Iran has not officially announced a response to date, and it has clearly maintained a reserved stance on multiple key terms from the US side.

To put it bluntly: you can take your time to talk, but for the love of it, don’t get swept up, and don’t celebrate early.



The market has thus fallen into an extremely tangled tug-of-war between long and short positions:

The bulls are steadfastly bullish: a ceasefire is already the inevitable direction; a peace-market rally is irreversible;

The bears, staying calm, remind everyone: the Middle East has been in a century-long “normal state”—talks and fighting go hand in hand; if negotiations fall apart, war starts, and these repeated back-and-forths are never absent.



The truly smart “main force” funds have already pulled back early, choosing to be cautious and observe.

Once the peace expectation has been prematurely overdrawn and exhausted, even if there are no negative headlines afterward—just failing to meet the already-too-optimistic expectations—this alone can be enough to trigger a dramatic crash and pullback across the entire market.



Especially in the oil market:

This round of oil price declines is not, in any way, because global oil supply has surged. It’s purely that funds positioned early for geopolitical risk to dissipate, and for premiums to shrink collectively.

Once negotiations hit a snag midstream, and friction flares up again around the Strait of Hormuz, oil prices can rebound violently in an instant.

With that chain reaction, all risk assets—US stocks, cryptocurrencies, and more—will all face a plunge from a great height and a sharp pullback.



And Bitcoin’s current trend is the most magical—almost surreal:

It has long since completely turned into a global macro-sentiment amplifier.
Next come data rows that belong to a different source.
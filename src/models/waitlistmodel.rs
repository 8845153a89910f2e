use chrono::{DateTime, Utc};
use serde::{Deserialize, Serialize};

/// One row per signup. Rows are written once and never updated or deleted;
/// display attributes are denormalized at signup time and not re-synced.
#[derive(Debug, Deserialize, Serialize, sqlx::FromRow, Clone, PartialEq)]
pub struct WaitlistEntry {
    pub id: uuid::Uuid,
    pub email: String,
    pub farcaster_id: String,
    pub farcaster_username: String,
    pub farcaster_display_name: Option<String>,
    /// farcaster_id of the entry that caused this signup; NULL for organic
    /// signups. Not a foreign key: a referral link can be followed before
    /// the referrer's own signup is visible.
    pub referral_source: Option<String>,

    #[serde(rename = "createdAt")]
    pub created_at: DateTime<Utc>,
}
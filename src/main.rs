mod config;
mod db;
mod dtos;
mod error;
mod handler;
mod middleware;
mod models;
mod routes;
mod service;
mod utils;

use std::sync::Arc;

use axum::http::{header::{ACCEPT, AUTHORIZATION, CONTENT_TYPE}, HeaderValue, Method};
use config::Config;
use db::DBClient;
use dotenv::dotenv;
use routes::create_router;
use service::{changefeed::ChangeFeed, leaderboard::LiveLeaderboard, signup::WaitlistBackend};
use sqlx::postgres::PgPoolOptions;
use tower_http::cors::{AllowOrigin, CorsLayer};
use tracing_subscriber::filter::LevelFilter;

#[derive(Clone)]
pub struct AppState {
    pub env: Config,
    pub db_client: DBClient,
    pub waitlist_backend: WaitlistBackend,
    pub leaderboard: LiveLeaderboard,
}

#[tokio::main]
async fn main() {
    tracing_subscriber::fmt()
        .with_max_level(LevelFilter::DEBUG)
        .init();

    dotenv().ok();

    let config = Config::init();

    let pool = match PgPoolOptions::new()
        .max_connections(10)
        .connect(&config.database_url)
        .await
    {
        Ok(pool) => {
            println!("✅Connection to the database is successful!");
            pool
        }
        Err(err) => {
            println!("🔥 Failed to connect to the database: {:?}", err);
            std::process::exit(1);
        }
    };

    if let Err(err) = sqlx::migrate!().run(&pool).await {
        println!("🔥 Failed to run database migrations: {:?}", err);
        std::process::exit(1);
    }

    let allowed_origins = vec![
        config.frontend_origin.parse::<HeaderValue>().unwrap(),
        "http://localhost:5173".parse::<HeaderValue>().unwrap(),
        "http://localhost:8000".parse::<HeaderValue>().unwrap(),
    ];

    let cors = CorsLayer::new()
        .allow_origin(AllowOrigin::list(allowed_origins))
        .allow_headers([AUTHORIZATION, ACCEPT, CONTENT_TYPE])
        .allow_credentials(true)
        .allow_methods([Method::GET, Method::POST]);

    let db_client = DBClient::new(pool.clone());

    let change_feed = ChangeFeed::new();
    {
        let feed = change_feed.clone();
        tokio::spawn(async move {
            if let Err(err) = feed.run(pool).await {
                tracing::error!("waitlist change listener exited: {}", err);
            }
        });
    }

    let leaderboard = LiveLeaderboard::start(db_client.clone(), &change_feed).await;
    let waitlist_backend = WaitlistBackend::from_config(&config);

    let app_state = AppState {
        env: config.clone(),
        db_client,
        waitlist_backend,
        leaderboard,
    };

    let app = create_router(Arc::new(app_state)).layer(cors);

    println!(
        "{}",
        format!("🚀 Server is running on http://localhost:{}", config.port)
    );

    let listener = tokio::net::TcpListener::bind(format!("0.0.0.0:{}", &config.port))
        .await
        .unwrap();

    axum::serve(listener, app).await.unwrap();
}
use reqwest::StatusCode;
use serde::Serialize;

use crate::models::identitymodel::FarcasterIdentity;
use crate::service::error::ServiceError;

/// Form-backend variant of the waitlist store. Submissions are plain form
/// posts; the service keeps the inbox, we keep no rows and can offer no
/// dedup beyond what it does itself.
#[derive(Debug, Clone)]
pub struct FormspreeClient {
    http: reqwest::Client,
    endpoint: String,
}

#[derive(Debug, Serialize)]
struct FormFields<'a> {
    email: &'a str,
    farcaster_id: &'a str,
    farcaster_username: &'a str,
    farcaster_display_name: Option<&'a str>,
    referral_source: Option<&'a str>,
}

impl FormspreeClient {
    pub fn new(endpoint: String) -> Self {
        FormspreeClient {
            http: reqwest::Client::new(),
            endpoint,
        }
    }

    pub async fn submit_entry(
        &self,
        email: &str,
        identity: &FarcasterIdentity,
        referral_source: Option<&str>,
    ) -> Result<(), ServiceError> {
        let fields = FormFields {
            email,
            farcaster_id: &identity.fid,
            farcaster_username: &identity.username,
            farcaster_display_name: identity.display_name.as_deref(),
            referral_source,
        };

        let response = self
            .http
            .post(&self.endpoint)
            .header("Accept", "application/json")
            .form(&fields)
            .send()
            .await
            .map_err(|err| ServiceError::Unknown(err.to_string()))?;

        let status = response.status();
        if status.is_success() {
            Ok(())
        } else if status == StatusCode::UNAUTHORIZED || status == StatusCode::FORBIDDEN {
            Err(ServiceError::PermissionDenied)
        } else {
            Err(ServiceError::Unknown(format!(
                "form backend returned {}",
                status
            )))
        }
    }
}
When the market believes in peace, BTC surges higher nonstop, fully fired up; when geopolitical risk heats up, BTC immediately swings violently, with spikes and collapses—up big, down big.
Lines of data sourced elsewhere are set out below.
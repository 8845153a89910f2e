use std::sync::Arc;

use axum::{middleware, routing::{get, post}, Extension, Json, Router};
use serde_json::json;
use tower_http::trace::TraceLayer;

use crate::{
    handler::{auth::auth_handler, leaderboard::leaderboard_handler, waitlist},
    middleware::auth,
    AppState,
};

// Health check handler
async fn health_check() -> Json<serde_json::Value> {
    Json(json!({
        "status": "ok",
        "message": "Server is running"
    }))
}

pub fn create_router(app_state: Arc<AppState>) -> Router {
    // Joining and anything keyed to the caller's own identity require a
    // session token
    let protected_waitlist_routes = Router::new()
        .route("/", post(waitlist::join_waitlist))
        .route("/referral-count", get(waitlist::get_referral_count))
        .route("/referral-link", get(waitlist::get_referral_link))
        .layer(middleware::from_fn(auth));

    let public_waitlist_routes = Router::new()
        .route("/count", get(waitlist::get_waitlist_count));

    let waitlist_routes = Router::new()
        .merge(protected_waitlist_routes)
        .merge(public_waitlist_routes);

    let api_route = Router::new()
        .nest("/auth", auth_handler())
        .nest("/waitlist", waitlist_routes)
        .nest("/leaderboard", leaderboard_handler())
        .route("/healthchecker", get(health_check))
        .layer(TraceLayer::new_for_http())
        .layer(Extension(app_state));

    Router::new().nest("/api", api_route)
}
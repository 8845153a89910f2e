use serde::{Deserialize, Serialize};
use validator::Validate;

/// Identity attributes forwarded by the sign-in relay once the Farcaster
/// handshake has succeeded.
#[derive(Validate, Debug, Default, Clone, Serialize, Deserialize)]
pub struct CreateSessionDto {
    #[validate(length(min = 1, message = "Farcaster id is required"))]
    pub fid: String,

    #[validate(length(min = 1, message = "Username is required"))]
    pub username: String,

    #[serde(rename = "displayName")]
    pub display_name: Option<String>,
}

#[derive(Debug, Serialize, Deserialize)]
pub struct SessionResponseDto {
    pub status: String,
    pub token: String,
}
The root is that BTC carries a double, contradictory identity:

It is both a high-volatility risk speculation asset and a digital alternative safe-haven asset.
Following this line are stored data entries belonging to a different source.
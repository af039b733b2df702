//! Kubernetes cluster connection management.

use std::time::Duration;

use k8s_openapi::apimachinery::pkg::version::Info;
use kube::{
	config::{InferConfigError, KubeConfigOptions, Kubeconfig, KubeconfigError},
	Client, Config,
};
use thiserror::Error;
use tracing::instrument;

/// Default timeout for Kubernetes API requests.
const DEFAULT_API_TIMEOUT: Duration = Duration::from_secs(30);

/// Errors that can occur when connecting to a Kubernetes cluster.
#[derive(Debug, Error)]
pub enum ConnectionError {
	#[error("no context named `{0}` was found. Please check your $KUBECONFIG")]
	ContextNotFound(String),

	#[error(transparent)]
	Kubeconfig(#[from] KubeconfigError),

	#[error("no kubeconfig or in-cluster configuration available")]
	Infer(#[from] InferConfigError),

	#[error(transparent)]
	Kube(#[from] kube::Error),
}

/// How to reach the cluster.
#[derive(Debug, Clone, Default)]
pub struct ConnectOptions {
	/// Kubeconfig context; the current one (or in-cluster config) if unset.
	pub context: Option<String>,
	/// Namespace for namespaced objects that don't name one.
	pub namespace: Option<String>,
}

/// Represents a connection to a Kubernetes cluster.
#[derive(Clone)]
pub struct ClusterConnection {
	client: Client,
	server_version: Info,
	/// Human-readable identifier for the cluster (context name or API server URL).
	cluster_identifier: String,
}

impl std::fmt::Debug for ClusterConnection {
	fn fmt(&self, f: &mut std::fmt::Formatter<'_>) -> std::fmt::Result {
		f.debug_struct("ClusterConnection")
			.field("cluster_identifier", &self.cluster_identifier)
			.field("server_version", &self.server_version)
			.finish_non_exhaustive()
	}
}

impl ClusterConnection {
	/// Connect using the default kubeconfig, or the in-cluster service account
	/// when there is none and no context is requested.
	#[instrument(skip_all)]
	pub async fn connect(options: &ConnectOptions) -> Result<Self, ConnectionError> {
		if options.context.is_some() {
			let kubeconfig = Kubeconfig::read()?;
			return Self::from_kubeconfig(kubeconfig, options).await;
		}
		let config = Config::infer().await?;
		let identifier = config.cluster_url.to_string();
		Self::from_config(config, options, identifier).await
	}

	/// Connect using a provided kubeconfig.
	#[instrument(skip_all)]
	pub async fn from_kubeconfig(
		kubeconfig: Kubeconfig,
		options: &ConnectOptions,
	) -> Result<Self, ConnectionError> {
		if let Some(context) = &options.context {
			if !kubeconfig.contexts.iter().any(|c| &c.name == context) {
				return Err(ConnectionError::ContextNotFound(context.clone()));
			}
		}
		let identifier = options
			.context
			.clone()
			.or_else(|| kubeconfig.current_context.clone())
			.map_or_else(String::new, |c| format!("context:{c}"));

		let config = Config::from_custom_kubeconfig(
			kubeconfig,
			&KubeConfigOptions {
				context: options.context.clone(),
				..Default::default()
			},
		)
		.await?;
		Self::from_config(config, options, identifier).await
	}

	async fn from_config(
		mut config: Config,
		options: &ConnectOptions,
		cluster_identifier: String,
	) -> Result<Self, ConnectionError> {
		config.read_timeout = Some(DEFAULT_API_TIMEOUT);
		if let Some(namespace) = &options.namespace {
			config.default_namespace.clone_from(namespace);
		}
		let client = Client::try_from(config)?;
		let server_version = client.apiserver_version().await?;
		tracing::debug!(
			cluster = %cluster_identifier,
			version = %server_version.git_version,
			"connected"
		);

		Ok(Self {
			client,
			server_version,
			cluster_identifier,
		})
	}

	/// Get a reference to the underlying kube client.
	pub fn client(&self) -> &Client {
		&self.client
	}

	pub fn server_version(&self) -> &Info {
		&self.server_version
	}

	/// Namespace used for namespaced objects that don't name one.
	pub fn default_namespace(&self) -> &str {
		self.client.default_namespace()
	}

	pub fn cluster_identifier(&self) -> &str {
		&self.cluster_identifier
	}
}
That tug-of-war between its dual attributes makes its recent moves resemble a mental breakdown—rallies and selloffs without any rhyme or reason.



Key outlook for the future:

In the short term, overall market sentiment is leaning broadly warmer, with optimism taking the upper hand.

But the closer you get to the window when the agreement is officially signed, the more violent the intraday volatility will become.

Everyone is betting on the ultimate answer:

Is it permanent peace and a ceasefire, or a 30-day buffer-style temporary truce—the fundamental contradiction hasn’t been resolved either way.



History has already provided the answer:

The Middle East never lacks ceasefire agreements; what it lacks is the long-term, steady calm after those agreements actually take effect.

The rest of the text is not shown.